Every line in the data below that includes "WebSocketStream" belongs in the answer, copied as it stands.

[RAW DATA Boundary: Start]

//! ==============================================================================
//! connector.rs - viewer-side telemetry connection
//! ==============================================================================
//!
//! purpose:
//!     opens the duplex channel to the host and turns every inbound snapshot
//!     frame into a synchronous call of the registered handler.
//!
//! lifecycle:
//! ```text
//!     connect() ──► receive loop running ──► close frame / error / cancel
//!                                                   │
//!                                   is_connected() == false
//! ```
//!
//! the receive loop never reconnects on its own. whoever owns the
//! connector polls is_connected() and calls connect() again.
//!
//! relationships:
//!     - talks to: server.rs (over the wire)
//!     - feeds: viewer/state.rs (through the handler)
//!
//! ==============================================================================

use std::sync::atomic::{AtomicBool, Ordering};
use std::sync::Arc;
use std::time::Duration;

use futures::stream::{SplitSink, SplitStream};
use futures::{SinkExt, StreamExt};
use tokio::net::TcpStream;
use tokio::sync::Mutex;
use tokio::task::JoinHandle;
use tokio_tungstenite::tungstenite::protocol::frame::coding::CloseCode;
use tokio_tungstenite::tungstenite::protocol::CloseFrame;
use tokio_tungstenite::tungstenite::Message;
use tokio_tungstenite::{connect_async, MaybeTlsStream, WebSocketStream};
use tokio_util::sync::CancellationToken;

use crate::domain::Snapshot;
use crate::error::{Result, TelemetryError};

type WsStream = WebSocketStream<MaybeTlsStream<TcpStream>>;

/// called once per parsed snapshot, on the receive loop
pub type SnapshotHandler = Arc<dyn Fn(Snapshot) + Send + Sync>;

/// upper bound on the tcp + upgrade handshake
pub const CONNECT_TIMEOUT: Duration = Duration::from_secs(5);

struct Session {
    writer: SplitSink<WsStream, Message>,
    cancel: CancellationToken,
    task: JoinHandle<()>,
}

pub struct Connector {
    url: String,
    handler: SnapshotHandler,
    connected: Arc<AtomicBool>,
    session: Mutex<Option<Session>>,
}

impl Connector {
    pub fn new(url: impl Into<String>, handler: impl Fn(Snapshot) + Send + Sync + 'static) -> Self {
        Self {
            url: url.into(),
            handler: Arc::new(handler),
            connected: Arc::new(AtomicBool::new(false)),
            session: Mutex::new(None),
        }
    }

    pub fn url(&self) -> &str {
        &self.url
    }

    pub fn is_connected(&self) -> bool {
        self.connected.load(Ordering::SeqCst)
    }

    /// open the channel and start the receive loop; no-op while connected
    pub async fn connect(&self) -> Result<()> {
        let mut session = self.session.lock().await;
        if self.is_connected() {
            return Ok(());
        }

        // leftovers of a session whose loop already ended
        if let Some(stale) = session.take() {
            stale.cancel.cancel();
            let _ = stale.task.await;
        }

        let (stream, _) = tokio::time::timeout(CONNECT_TIMEOUT, connect_async(self.url.as_str()))
            .await
            .map_err(|_| TelemetryError::ConnectionLost(format!("connect to {} timed out", self.url)))??;
        let (writer, reader) = stream.split();

        let cancel = CancellationToken::new();
        self.connected.store(true, Ordering::SeqCst);
        let task = tokio::spawn(receive_loop(
            reader,
            Arc::clone(&self.handler),
            Arc::clone(&self.connected),
            cancel.clone(),
        ));

        *session = Some(Session { writer, cancel, task });
        tracing::info!("[CONNECTOR] Connected to {}", self.url);
        Ok(())
    }

    /// close the channel and wait (at most `timeout`) for the receive loop to end
    pub async fn disconnect(&self, timeout: Duration) -> Result<()> {
        let Some(mut session) = self.session.lock().await.take() else {
            return Ok(());
        };

        if self.is_connected() {
            let frame = CloseFrame { code: CloseCode::Normal, reason: "Client disconnect".into() };
            match tokio::time::timeout(timeout, session.writer.send(Message::Close(Some(frame)))).await {
                Ok(Ok(())) => {}
                Ok(Err(e)) => tracing::debug!("[CONNECTOR] Close frame not sent: {}", e),
                Err(_) => tracing::debug!("[CONNECTOR] Close frame timed out"),
            }
        }

        session.cancel.cancel();
        let outcome = match tokio::time::timeout(timeout, &mut session.task).await {
            Ok(_) => Ok(()),
            Err(_) => {
                tracing::warn!("[CONNECTOR] Receive loop still running after {:?}, aborting", timeout);
                session.task.abort();
                let _ = session.task.await;
                Err(TelemetryError::ShutdownTimeout(timeout))
            }
        };

        self.connected.store(false, Ordering::SeqCst);
        tracing::info!("[CONNECTOR] Disconnected from {}", self.url);
        outcome
    }
}

async fn receive_loop(
    mut reader: SplitStream<WsStream>,
    handler: SnapshotHandler,
    connected: Arc<AtomicBool>,
    cancel: CancellationToken,
) {
    loop {
        let message = tokio::select! {
            _ = cancel.cancelled() => break,
            message = reader.next() => message,
        };

        match message {
            Some(Ok(Message::Text(text))) => {
                // anything that is not a snapshot shares the channel and is skipped
                match Snapshot::parse(&text) {
                    Ok(snapshot) => handler(snapshot),
                    Err(e) => tracing::trace!("[CONNECTOR] Skipped frame: {}", e),
                }
            }
            Some(Ok(Message::Close(_))) | None => break,
            Some(Ok(_)) => {}
            Some(Err(e)) => {
                tracing::debug!("[CONNECTOR] Receive failed: {}", e);
                break;
            }
        }
    }

    connected.store(false, Ordering::SeqCst);
    tracing::debug!("[CONNECTOR] Receive loop ended");
}

#[cfg(test)]
mod tests {
    use super::*;
    use tokio::net::TcpListener;
    use tokio::sync::mpsc;

    /// accepts one websocket, sends `frames`, then keeps the socket open until told to drop it
    async fn one_shot_server(frames: Vec<String>) -> (String, tokio::sync::oneshot::Sender<()>) {
        let listener = TcpListener::bind("127.0.0.1:0").await.unwrap();
        let url = format!("ws://{}/ws", listener.local_addr().unwrap());
        let (hang_up, hung_up) = tokio::sync::oneshot::channel::<()>();

        tokio::spawn(async move {
            let (tcp, _) = listener.accept().await.unwrap();
            let mut ws = tokio_tungstenite::accept_async(tcp).await.unwrap();
            for frame in frames {
                ws.send(Message::Text(frame)).await.unwrap();
            }
            let _ = hung_up.await;
            let _ = ws.close(None).await;
        });

        (url, hang_up)
    }

    fn collecting() -> (impl Fn(Snapshot) + Send + Sync + 'static, mpsc::UnboundedReceiver<Snapshot>) {
        let (tx, rx) = mpsc::unbounded_channel();
        (move |s: Snapshot| drop(tx.send(s)), rx)
    }

    #[tokio::test]
    async fn test_only_snapshots_reach_the_handler() {
        let (url, _hang_up) = one_shot_server(vec![
            r#"{"message":"hello","timestamp":1}"#.to_string(),
            "{{ not json".to_string(),
            r#"{"AccelerationZ":1.01,"Temperature":22.5}"#.to_string(),
        ])
        .await;

        let (handler, mut rx) = collecting();
        let connector = Connector::new(url, handler);
        connector.connect().await.unwrap();
        assert!(connector.is_connected());

        let snapshot = tokio::time::timeout(Duration::from_secs(2), rx.recv()).await.unwrap().unwrap();
        assert_eq!(snapshot.acceleration_z, Some(1.01));
        assert_eq!(snapshot.temperature, Some(22.5));
        assert!(rx.try_recv().is_err());

        connector.disconnect(Duration::from_secs(1)).await.unwrap();
    }

    #[tokio::test]
    async fn test_server_close_is_observed() {
        let (url, hang_up) = one_shot_server(vec![]).await;
        let (handler, _rx) = collecting();
        let connector = Connector::new(url, handler);
        connector.connect().await.unwrap();

        hang_up.send(()).unwrap();
        for _ in 0..100 {
            if !connector.is_connected() {
                break;
            }
            tokio::time::sleep(Duration::from_millis(10)).await;
        }
        assert!(!connector.is_connected());
    }

    #[tokio::test]
    async fn test_connect_is_idempotent_while_open() {
        let (url, _hang_up) = one_shot_server(vec![]).await;
        let (handler, _rx) = collecting();
        let connector = Connector::new(url, handler);

        connector.connect().await.unwrap();
        // the server only accepts once; a second real connect would hang or fail
        connector.connect().await.unwrap();
        assert!(connector.is_connected());
        connector.disconnect(Duration::from_secs(1)).await.unwrap();
    }

    #[tokio::test]
    async fn test_disconnect_waits_for_a_blocked_receive_loop() {
        // the server never reads, so our close frame is never answered
        let (url, _hang_up) = one_shot_server(vec![]).await;
        let (handler, _rx) = collecting();
        let connector = Connector::new(url, handler);
        connector.connect().await.unwrap();

        let bound = Duration::from_millis(500);
        let started = std::time::Instant::now();
        connector.disconnect(bound).await.unwrap();

        assert!(started.elapsed() < bound * 2);
        assert!(!connector.is_connected());
        // a second disconnect has nothing left to do
        connector.disconnect(bound).await.unwrap();
    }

    #[tokio::test]
    async fn test_unreachable_host_is_an_error() {
        let listener = TcpListener::bind("127.0.0.1:0").await.unwrap();
        let addr = listener.local_addr().unwrap();
        drop(listener);

        let (handler, _rx) = collecting();
        let connector = Connector::new(format!("ws://{}/ws", addr), handler);
        assert!(connector.connect().await.is_err());
        assert!(!connector.is_connected());
    }
}
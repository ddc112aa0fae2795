//! Frame layout for the terminal viewer.
//!
//! `render_frame` is pure: it turns a `ViewState` into the lines of one
//! frame. `paint` writes those lines over the previous frame in place.

use std::io::{self, Write};

use crossterm::{
    cursor::MoveTo,
    queue,
    style::Print,
    terminal::{Clear, ClearType},
};

use crate::config::ChartConfig;
use crate::domain::{Acceleration, Channel, Snapshot};

use super::state::ViewState;

const TITLE: &str = "Marlin Sensor Monitor";
const MIN_WIDTH: usize = 40;
const INDENT: &str = "  ";

#[derive(Clone, Copy, Debug, PartialEq, Eq)]
pub enum LinkStatus {
    Connected,
    Reconnecting,
}

impl LinkStatus {
    fn label(self) -> &'static str {
        match self {
            LinkStatus::Connected => "● LIVE",
            LinkStatus::Reconnecting => "○ RECONNECTING",
        }
    }
}

/// lay out one complete frame for a terminal `width` columns wide
pub fn render_frame(state: &ViewState, link: LinkStatus, width: usize, chart: &ChartConfig) -> Vec<String> {
    let width = width.max(MIN_WIDTH);
    let mut lines = Vec::with_capacity(chart.height + 12);

    header(&mut lines, state, link, width);
    lines.push(String::new());
    plot(&mut lines, state, width, chart);
    lines.push(String::new());
    lines.push(deviation_line(state));
    lines.push(format!("{INDENT}←/→ change axis   Ctrl+C exit"));

    lines.into_iter().map(|line| truncate(&line, width)).collect()
}

fn header(lines: &mut Vec<String>, state: &ViewState, link: LinkStatus, width: usize) {
    let inner = width - 2;
    let rule = "─".repeat(inner);
    let latched = state.latched();

    let status = link.label();
    let gap = (inner - 2).saturating_sub(TITLE.chars().count() + status.chars().count());
    let title = format!("{TITLE}{}{status}", " ".repeat(gap));

    lines.push(format!("┌{rule}┐"));
    lines.push(boxed(&title, inner));
    lines.push(format!("├{rule}┤"));
    lines.push(boxed(&climate_line(latched), inner));
    lines.push(boxed(&adc_line(latched), inner));
    lines.push(format!("├{rule}┤"));
    lines.push(boxed(
        &format!(
            "{}-axis deviation (g), last {} samples",
            state.axis().label(),
            state.window().capacity()
        ),
        inner,
    ));
    lines.push(format!("└{rule}┘"));
}

fn climate_line(latched: &Snapshot) -> String {
    format!(
        "Temperature: {}  Humidity: {}  TVOC: {}  CO2: {}",
        reading(latched.temperature, 1, "°C"),
        reading(latched.humidity, 1, "%"),
        reading(latched.tvoc, 3, "ppm"),
        reading(latched.co2, 0, "ppm"),
    )
}

fn adc_line(latched: &Snapshot) -> String {
    let inputs: Vec<String> = Channel::ADC
        .iter()
        .enumerate()
        .map(|(i, channel)| format!("A{}={}", i, reading(latched.get(*channel), 3, "V")))
        .collect();
    format!("ADC: {}", inputs.join("  "))
}

fn reading(value: Option<f64>, precision: usize, unit: &str) -> String {
    match value {
        Some(v) => format!("{v:.precision$}{unit}"),
        None => "N/A".to_string(),
    }
}

fn boxed(text: &str, inner: usize) -> String {
    format!("│ {} │", pad(text, inner - 2))
}

/// exactly `width` chars: truncated or right-padded with spaces
fn pad(text: &str, width: usize) -> String {
    let mut out: String = text.chars().take(width).collect();
    let len = out.chars().count();
    out.extend(std::iter::repeat(' ').take(width - len));
    out
}

fn truncate(text: &str, width: usize) -> String {
    if text.chars().count() <= width {
        text.to_string()
    } else {
        text.chars().take(width).collect()
    }
}

fn plot(lines: &mut Vec<String>, state: &ViewState, width: usize, chart: &ChartConfig) {
    let window = state.window();
    if window.is_empty() {
        lines.push(format!("{INDENT}Waiting for {}-axis data...", state.axis().label()));
        return;
    }

    let range = match window.magnitude() {
        m if m == 0.0 => 0.1,
        m => m,
    };

    // newest samples on the right; older positions stay blank
    let available = width.saturating_sub(chart.margin).max(1);
    let columns = available.min(window.len());
    let samples: Vec<f64> = window.iter().skip(window.len() - columns).collect();
    let blank = " ".repeat(available - columns);

    let height = chart.height.max(2);
    for row in (0..height).rev() {
        let level = range * (2.0 * row as f64 / (height - 1) as f64 - 1.0);
        let cells: String = samples.iter().map(|v| cell(*v, level, range)).collect();
        lines.push(format!("{INDENT}{blank}{cells}"));
    }
    lines.push(format!("{INDENT}{blank}{}", "─".repeat(columns)));

    lines.push(format!("{INDENT}Scale: -{range:.3}g to +{range:.3}g"));
}

fn cell(value: f64, level: f64, range: f64) -> char {
    if level.abs() < range * 0.05 {
        '─'
    } else if (level > 0.0 && value >= level) || (level < 0.0 && value <= level) {
        '█'
    } else {
        ' '
    }
}

fn deviation_line(state: &ViewState) -> String {
    let Some(deviation) = state.latest_deviation() else {
        return format!("{INDENT}Current Deviations: N/A");
    };
    let axis = state.axis();
    format!(
        "{INDENT}Current Deviations: {} | [{}={:+.3}g]",
        components(&deviation),
        axis.label(),
        deviation.component(axis)
    )
}

fn components(deviation: &Acceleration) -> String {
    format!("X={:+.3}g Y={:+.3}g Z={:+.3}g", deviation.x, deviation.y, deviation.z)
}

/// overwrite the screen from the top-left corner with `lines`
pub fn paint<W: Write>(out: &mut W, lines: &[String]) -> io::Result<()> {
    queue!(out, MoveTo(0, 0))?;
    for line in lines {
        queue!(out, Print(line), Clear(ClearType::UntilNewLine), Print("\r\n"))?;
    }
    queue!(out, Clear(ClearType::FromCursorDown))?;
    out.flush()
}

[RAW DATA Boundary: End]

- PROBLEM SOLUTION
use tokio_tungstenite::{connect_async, MaybeTlsStream, WebSocketStream};
type WsStream = WebSocketStream<MaybeTlsStream<TcpStream>>;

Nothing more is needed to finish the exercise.